## [Aim of the task]
From the listing below, how many lines hold the word "Result"? Write only the number.

## [Supplied records]
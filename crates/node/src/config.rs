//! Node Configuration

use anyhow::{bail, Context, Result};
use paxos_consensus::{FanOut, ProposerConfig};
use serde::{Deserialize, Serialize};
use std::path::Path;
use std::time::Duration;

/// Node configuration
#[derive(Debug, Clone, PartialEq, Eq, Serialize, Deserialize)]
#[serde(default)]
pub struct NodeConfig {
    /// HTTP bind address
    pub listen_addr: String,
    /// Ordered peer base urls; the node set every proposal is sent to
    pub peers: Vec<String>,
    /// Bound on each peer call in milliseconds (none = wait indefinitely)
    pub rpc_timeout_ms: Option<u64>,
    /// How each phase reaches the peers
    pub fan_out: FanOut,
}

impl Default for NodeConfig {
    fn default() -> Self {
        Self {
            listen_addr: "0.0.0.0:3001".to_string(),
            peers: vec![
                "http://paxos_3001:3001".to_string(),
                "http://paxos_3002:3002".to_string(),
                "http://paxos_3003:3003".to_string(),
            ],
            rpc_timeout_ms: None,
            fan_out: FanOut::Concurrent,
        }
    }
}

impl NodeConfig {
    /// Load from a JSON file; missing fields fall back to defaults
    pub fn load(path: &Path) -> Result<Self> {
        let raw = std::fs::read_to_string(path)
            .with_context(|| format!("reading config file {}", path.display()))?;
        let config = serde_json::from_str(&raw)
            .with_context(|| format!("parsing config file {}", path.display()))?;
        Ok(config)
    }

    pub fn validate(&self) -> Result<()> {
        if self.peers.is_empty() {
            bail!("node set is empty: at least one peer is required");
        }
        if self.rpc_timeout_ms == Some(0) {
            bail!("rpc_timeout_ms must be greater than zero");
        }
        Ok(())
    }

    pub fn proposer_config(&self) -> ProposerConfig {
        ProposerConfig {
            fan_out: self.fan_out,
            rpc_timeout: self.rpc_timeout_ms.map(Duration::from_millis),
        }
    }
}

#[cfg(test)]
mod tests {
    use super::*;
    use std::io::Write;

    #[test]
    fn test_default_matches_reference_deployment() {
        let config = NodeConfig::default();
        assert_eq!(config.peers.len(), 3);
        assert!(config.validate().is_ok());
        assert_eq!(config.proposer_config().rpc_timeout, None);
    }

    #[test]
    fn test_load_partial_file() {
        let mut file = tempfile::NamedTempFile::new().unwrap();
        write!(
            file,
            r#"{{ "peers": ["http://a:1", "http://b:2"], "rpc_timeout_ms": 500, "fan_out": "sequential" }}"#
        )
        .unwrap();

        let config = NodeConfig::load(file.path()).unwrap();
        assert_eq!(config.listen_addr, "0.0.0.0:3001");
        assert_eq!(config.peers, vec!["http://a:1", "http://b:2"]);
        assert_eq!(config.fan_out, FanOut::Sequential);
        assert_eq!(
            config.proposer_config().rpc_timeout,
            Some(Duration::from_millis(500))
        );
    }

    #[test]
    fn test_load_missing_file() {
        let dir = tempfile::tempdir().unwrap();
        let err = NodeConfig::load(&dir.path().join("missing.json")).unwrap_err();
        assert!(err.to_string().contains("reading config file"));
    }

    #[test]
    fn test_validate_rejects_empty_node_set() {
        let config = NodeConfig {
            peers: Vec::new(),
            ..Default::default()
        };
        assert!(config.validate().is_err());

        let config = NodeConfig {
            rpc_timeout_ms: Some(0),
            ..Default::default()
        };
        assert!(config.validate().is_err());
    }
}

## [Output for this task]
3